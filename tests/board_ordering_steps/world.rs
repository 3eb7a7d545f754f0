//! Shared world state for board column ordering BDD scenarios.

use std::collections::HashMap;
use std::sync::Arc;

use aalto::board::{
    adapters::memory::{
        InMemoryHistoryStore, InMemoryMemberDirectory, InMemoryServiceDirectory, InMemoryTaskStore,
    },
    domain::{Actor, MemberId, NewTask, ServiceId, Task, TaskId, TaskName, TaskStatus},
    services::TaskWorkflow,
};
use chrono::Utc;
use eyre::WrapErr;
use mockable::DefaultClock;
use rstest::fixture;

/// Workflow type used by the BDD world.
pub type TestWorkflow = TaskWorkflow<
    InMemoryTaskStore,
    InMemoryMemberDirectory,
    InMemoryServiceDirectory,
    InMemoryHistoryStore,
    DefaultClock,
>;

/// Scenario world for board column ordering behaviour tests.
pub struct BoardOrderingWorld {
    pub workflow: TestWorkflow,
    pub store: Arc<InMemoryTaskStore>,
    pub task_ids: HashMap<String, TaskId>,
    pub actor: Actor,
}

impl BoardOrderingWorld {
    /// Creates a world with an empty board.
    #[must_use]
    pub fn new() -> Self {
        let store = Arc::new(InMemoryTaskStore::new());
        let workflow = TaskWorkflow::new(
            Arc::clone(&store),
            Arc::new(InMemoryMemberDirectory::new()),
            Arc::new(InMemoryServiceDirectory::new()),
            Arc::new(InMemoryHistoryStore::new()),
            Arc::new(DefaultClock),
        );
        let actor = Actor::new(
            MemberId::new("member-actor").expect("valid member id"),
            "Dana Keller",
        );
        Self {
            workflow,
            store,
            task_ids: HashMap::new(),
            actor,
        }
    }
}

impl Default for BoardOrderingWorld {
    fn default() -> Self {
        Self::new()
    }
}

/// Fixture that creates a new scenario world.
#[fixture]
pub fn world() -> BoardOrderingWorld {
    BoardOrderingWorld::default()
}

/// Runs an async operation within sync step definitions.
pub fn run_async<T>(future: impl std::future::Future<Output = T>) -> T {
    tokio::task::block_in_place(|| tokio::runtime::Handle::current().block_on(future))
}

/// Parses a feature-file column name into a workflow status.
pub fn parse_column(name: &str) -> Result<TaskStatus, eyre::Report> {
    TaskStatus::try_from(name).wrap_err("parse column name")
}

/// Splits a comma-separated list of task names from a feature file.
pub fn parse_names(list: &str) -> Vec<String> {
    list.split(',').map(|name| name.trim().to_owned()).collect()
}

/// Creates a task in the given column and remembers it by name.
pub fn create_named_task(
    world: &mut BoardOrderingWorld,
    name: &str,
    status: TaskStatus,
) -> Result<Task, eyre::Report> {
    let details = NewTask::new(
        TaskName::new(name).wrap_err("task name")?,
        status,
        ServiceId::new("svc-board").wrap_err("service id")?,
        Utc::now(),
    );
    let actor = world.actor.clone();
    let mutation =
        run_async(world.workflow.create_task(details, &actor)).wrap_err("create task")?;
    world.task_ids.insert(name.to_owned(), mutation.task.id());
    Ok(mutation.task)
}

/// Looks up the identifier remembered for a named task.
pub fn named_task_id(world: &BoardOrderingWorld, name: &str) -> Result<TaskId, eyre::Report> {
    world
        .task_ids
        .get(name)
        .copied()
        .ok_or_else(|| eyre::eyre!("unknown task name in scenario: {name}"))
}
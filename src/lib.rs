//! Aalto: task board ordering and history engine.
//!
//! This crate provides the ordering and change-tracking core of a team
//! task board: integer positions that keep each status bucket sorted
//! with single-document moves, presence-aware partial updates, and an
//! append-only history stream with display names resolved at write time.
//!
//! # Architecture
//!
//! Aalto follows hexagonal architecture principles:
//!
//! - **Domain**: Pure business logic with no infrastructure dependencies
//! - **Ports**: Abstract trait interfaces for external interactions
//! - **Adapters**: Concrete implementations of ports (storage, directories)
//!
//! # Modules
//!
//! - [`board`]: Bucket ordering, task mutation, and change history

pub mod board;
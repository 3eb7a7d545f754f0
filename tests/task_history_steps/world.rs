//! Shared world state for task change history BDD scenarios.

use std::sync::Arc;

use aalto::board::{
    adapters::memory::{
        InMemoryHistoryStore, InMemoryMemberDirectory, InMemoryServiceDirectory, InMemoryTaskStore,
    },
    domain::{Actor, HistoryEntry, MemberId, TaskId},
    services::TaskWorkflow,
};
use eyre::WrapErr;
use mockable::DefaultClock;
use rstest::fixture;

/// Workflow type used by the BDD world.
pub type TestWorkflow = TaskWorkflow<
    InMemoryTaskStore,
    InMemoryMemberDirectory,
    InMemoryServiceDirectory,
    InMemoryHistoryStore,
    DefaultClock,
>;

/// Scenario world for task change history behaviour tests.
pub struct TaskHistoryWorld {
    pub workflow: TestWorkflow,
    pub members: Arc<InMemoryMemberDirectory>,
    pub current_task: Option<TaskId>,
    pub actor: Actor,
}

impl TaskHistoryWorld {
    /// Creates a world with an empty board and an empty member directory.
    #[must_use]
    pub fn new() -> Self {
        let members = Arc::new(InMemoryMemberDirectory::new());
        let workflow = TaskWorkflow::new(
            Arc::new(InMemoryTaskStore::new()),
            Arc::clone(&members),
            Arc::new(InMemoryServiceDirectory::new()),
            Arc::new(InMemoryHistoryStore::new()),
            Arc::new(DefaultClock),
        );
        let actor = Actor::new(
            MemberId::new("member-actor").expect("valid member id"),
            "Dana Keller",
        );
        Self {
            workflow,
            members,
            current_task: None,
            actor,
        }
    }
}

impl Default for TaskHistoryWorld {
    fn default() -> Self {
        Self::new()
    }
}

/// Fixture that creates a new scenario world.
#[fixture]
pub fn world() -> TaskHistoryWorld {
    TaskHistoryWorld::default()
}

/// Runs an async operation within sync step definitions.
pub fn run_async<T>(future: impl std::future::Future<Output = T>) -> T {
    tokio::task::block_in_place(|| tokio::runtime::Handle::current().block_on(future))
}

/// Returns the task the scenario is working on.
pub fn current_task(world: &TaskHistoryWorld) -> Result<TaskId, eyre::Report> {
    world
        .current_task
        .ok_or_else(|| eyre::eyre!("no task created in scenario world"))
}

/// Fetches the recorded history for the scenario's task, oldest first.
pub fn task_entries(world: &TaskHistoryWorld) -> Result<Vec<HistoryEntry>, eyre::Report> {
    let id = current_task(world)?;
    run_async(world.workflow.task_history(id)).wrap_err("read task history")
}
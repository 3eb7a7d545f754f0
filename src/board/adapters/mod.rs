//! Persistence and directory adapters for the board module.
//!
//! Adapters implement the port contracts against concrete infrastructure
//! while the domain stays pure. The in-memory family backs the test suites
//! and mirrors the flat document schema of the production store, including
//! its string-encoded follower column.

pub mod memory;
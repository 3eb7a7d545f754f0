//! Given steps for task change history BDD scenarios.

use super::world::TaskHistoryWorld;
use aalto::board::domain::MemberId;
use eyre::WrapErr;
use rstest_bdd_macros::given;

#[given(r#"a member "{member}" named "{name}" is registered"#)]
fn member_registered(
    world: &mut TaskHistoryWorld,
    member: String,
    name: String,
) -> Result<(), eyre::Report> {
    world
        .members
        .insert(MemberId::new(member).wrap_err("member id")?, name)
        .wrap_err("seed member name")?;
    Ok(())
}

■ ■ ■

**Exercise**
The full set of entries, copied exactly, is the expected answer.

**Output of the exercise**
filename tests/board_ordering_steps/world.rs
repository 3eb7a7d545f754f0
//! Shared world state for board column ordering BDD scenarios.

use std::collections::HashMap;
use std::sync::Arc;

use aalto::board::{
    adapters::memory::{
        InMemoryHistoryStore, InMemoryMemberDirectory, InMemoryServiceDirectory, InMemoryTaskStore,
    },
    domain::{Actor, MemberId, NewTask, ServiceId, Task, TaskId, TaskName, TaskStatus},
    services::TaskWorkflow,
};
use chrono::Utc;
use eyre::WrapErr;
use mockable::DefaultClock;
use rstest::fixture;

/// Workflow type used by the BDD world.
pub type TestWorkflow = TaskWorkflow<
    InMemoryTaskStore,
    InMemoryMemberDirectory,
    InMemoryServiceDirectory,
    InMemoryHistoryStore,
    DefaultClock,
>;

/// Scenario world for board column ordering behaviour tests.
pub struct BoardOrderingWorld {
    pub workflow: TestWorkflow,
    pub store: Arc<InMemoryTaskStore>,
    pub task_ids: HashMap<String, TaskId>,
    pub actor: Actor,
}

impl BoardOrderingWorld {
    /// Creates a world with an empty board.
    #[must_use]
    pub fn new() -> Self {
        let store = Arc::new(InMemoryTaskStore::new());
        let workflow = TaskWorkflow::new(
            Arc::clone(&store),
            Arc::new(InMemoryMemberDirectory::new()),
            Arc::new(InMemoryServiceDirectory::new()),
            Arc::new(InMemoryHistoryStore::new()),
            Arc::new(DefaultClock),
        );
        let actor = Actor::new(
            MemberId::new("member-actor").expect("valid member id"),
            "Dana Keller",
        );
        Self {
            workflow,
            store,
            task_ids: HashMap::new(),
            actor,
        }
    }
}

impl Default for BoardOrderingWorld {
    fn default() -> Self {
        Self::new()
    }
}

/// Fixture that creates a new scenario world.
#[fixture]
pub fn world() -> BoardOrderingWorld {
    BoardOrderingWorld::default()
}

/// Runs an async operation within sync step definitions.
pub fn run_async<T>(future: impl std::future::Future<Output = T>) -> T {
    tokio::task::block_in_place(|| tokio::runtime::Handle::current().block_on(future))
}

/// Parses a feature-file column name into a workflow status.
pub fn parse_column(name: &str) -> Result<TaskStatus, eyre::Report> {
    TaskStatus::try_from(name).wrap_err("parse column name")
}

/// Splits a comma-separated list of task names from a feature file.
pub fn parse_names(list: &str) -> Vec<String> {
    list.split(',').map(|name| name.trim().to_owned()).collect()
}

/// Creates a task in the given column and remembers it by name.
pub fn create_named_task(
    world: &mut BoardOrderingWorld,
    name: &str,
    status: TaskStatus,
) -> Result<Task, eyre::Report> {
    let details = NewTask::new(
        TaskName::new(name).wrap_err("task name")?,
        status,
        ServiceId::new("svc-board").wrap_err("service id")?,
        Utc::now(),
    );
    let actor = world.actor.clone();
    let mutation =
        run_async(world.workflow.create_task(details, &actor)).wrap_err("create task")?;
    world.task_ids.insert(name.to_owned(), mutation.task.id());
    Ok(mutation.task)
}

/// Looks up the identifier remembered for a named task.
pub fn named_task_id(world: &BoardOrderingWorld, name: &str) -> Result<TaskId, eyre::Report> {
    world
        .task_ids
        .get(name)
        .copied()
        .ok_or_else(|| eyre::eyre!("unknown task name in scenario: {name}"))
}
filename src/lib.rs
//! Aalto: task board ordering and history engine.
//!
//! This crate provides the ordering and change-tracking core of a team
//! task board: integer positions that keep each status bucket sorted
//! with single-document moves, presence-aware partial updates, and an
//! append-only history stream with display names resolved at write time.
//!
//! # Architecture
//!
//! Aalto follows hexagonal architecture principles:
//!
//! - **Domain**: Pure business logic with no infrastructure dependencies
//! - **Ports**: Abstract trait interfaces for external interactions
//! - **Adapters**: Concrete implementations of ports (storage, directories)
//!
//! # Modules
//!
//! - [`board`]: Bucket ordering, task mutation, and change history

pub mod board;
repository 3eb7a7d545f754f0
filename tests/task_history_steps/world.rs
//! Shared world state for task change history BDD scenarios.

use std::sync::Arc;

use aalto::board::{
    adapters::memory::{
        InMemoryHistoryStore, InMemoryMemberDirectory, InMemoryServiceDirectory, InMemoryTaskStore,
    },
    domain::{Actor, HistoryEntry, MemberId, TaskId},
    services::TaskWorkflow,
};
use eyre::WrapErr;
use mockable::DefaultClock;
use rstest::fixture;

/// Workflow type used by the BDD world.
pub type TestWorkflow = TaskWorkflow<
    InMemoryTaskStore,
    InMemoryMemberDirectory,
    InMemoryServiceDirectory,
    InMemoryHistoryStore,
    DefaultClock,
>;

/// Scenario world for task change history behaviour tests.
pub struct TaskHistoryWorld {
    pub workflow: TestWorkflow,
    pub members: Arc<InMemoryMemberDirectory>,
    pub current_task: Option<TaskId>,
    pub actor: Actor,
}

impl TaskHistoryWorld {
    /// Creates a world with an empty board and an empty member directory.
    #[must_use]
    pub fn new() -> Self {
        let members = Arc::new(InMemoryMemberDirectory::new());
        let workflow = TaskWorkflow::new(
            Arc::new(InMemoryTaskStore::new()),
            Arc::clone(&members),
            Arc::new(InMemoryServiceDirectory::new()),
            Arc::new(InMemoryHistoryStore::new()),
            Arc::new(DefaultClock),
        );
        let actor = Actor::new(
            MemberId::new("member-actor").expect("valid member id"),
            "Dana Keller",
        );
        Self {
            workflow,
            members,
            current_task: None,
            actor,
        }
    }
}

impl Default for TaskHistoryWorld {
    fn default() -> Self {
        Self::new()
    }
}

/// Fixture that creates a new scenario world.
#[fixture]
pub fn world() -> TaskHistoryWorld {
    TaskHistoryWorld::default()
}

/// Runs an async operation within sync step definitions.
pub fn run_async<T>(future: impl std::future::Future<Output = T>) -> T {
    tokio::task::block_in_place(|| tokio::runtime::Handle::current().block_on(future))
}

/// Returns the task the scenario is working on.
pub fn current_task(world: &TaskHistoryWorld) -> Result<TaskId, eyre::Report> {
    world
        .current_task
        .ok_or_else(|| eyre::eyre!("no task created in scenario world"))
}

/// Fetches the recorded history for the scenario's task, oldest first.
pub fn task_entries(world: &TaskHistoryWorld) -> Result<Vec<HistoryEntry>, eyre::Report> {
    let id = current_task(world)?;
    run_async(world.workflow.task_history(id)).wrap_err("read task history")
}
repository 3eb7a7d545f754f0
filename src/board/adapters/mod.rs
//! Persistence and directory adapters for the board module.
//!
//! Adapters implement the port contracts against concrete infrastructure
//! while the domain stays pure. The in-memory family backs the test suites
//! and mirrors the flat document schema of the production store, including
//! its string-encoded follower column.

pub mod memory;
repository 3eb7a7d545f754f0
//! Given steps for task change history BDD scenarios.

use super::world::TaskHistoryWorld;
use aalto::board::domain::MemberId;
use eyre::WrapErr;
use rstest_bdd_macros::given;

#[given(r#"a member "{member}" named "{name}" is registered"#)]
fn member_registered(
    world: &mut TaskHistoryWorld,
    member: String,
    name: String,
) -> Result<(), eyre::Report> {
    world
        .members
        .insert(MemberId::new(member).wrap_err("member id")?, name)
        .wrap_err("seed member name")?;
    Ok(())
}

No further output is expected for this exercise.